▶ [Exercise instructions]: In the records, find each line where "report" occurs, and copy it.

Stored data entries:
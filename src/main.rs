use clap::Parser;
use dotenv::dotenv;
use tracing::{info, warn};

use rust_quant_dashboard::app::bootstrap::{run_batch, BatchArgs};
use rust_quant_dashboard::app_config::log::setup_logging;
use rust_quant_dashboard::app_config::shutdown::ShutdownSignal;

#[tokio::main]
async fn main() -> anyhow::Result<()> {
    dotenv().ok();
    // 设置日志
    let _log_guards = setup_logging()?;

    let args = BatchArgs::parse();
    let shutdown = ShutdownSignal::new();
    // 捕捉Ctrl+C信号，剩余标的不再处理
    shutdown.listen_ctrl_c();

    let report = run_batch(args, &shutdown).await?;
    if report.cancelled > 0 {
        warn!("{} tickers skipped after shutdown", report.cancelled);
    }
    info!(
        "Batch Job Completed. Uploaded {}/{} tickers.",
        report.succeeded, report.total
    );
    Ok(())
}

▶ [Answer to the problem]:
    let report = run_batch(args, &shutdown).await?;
    if report.cancelled > 0 {
        warn!("{} tickers skipped after shutdown", report.cancelled);
        report.succeeded, report.total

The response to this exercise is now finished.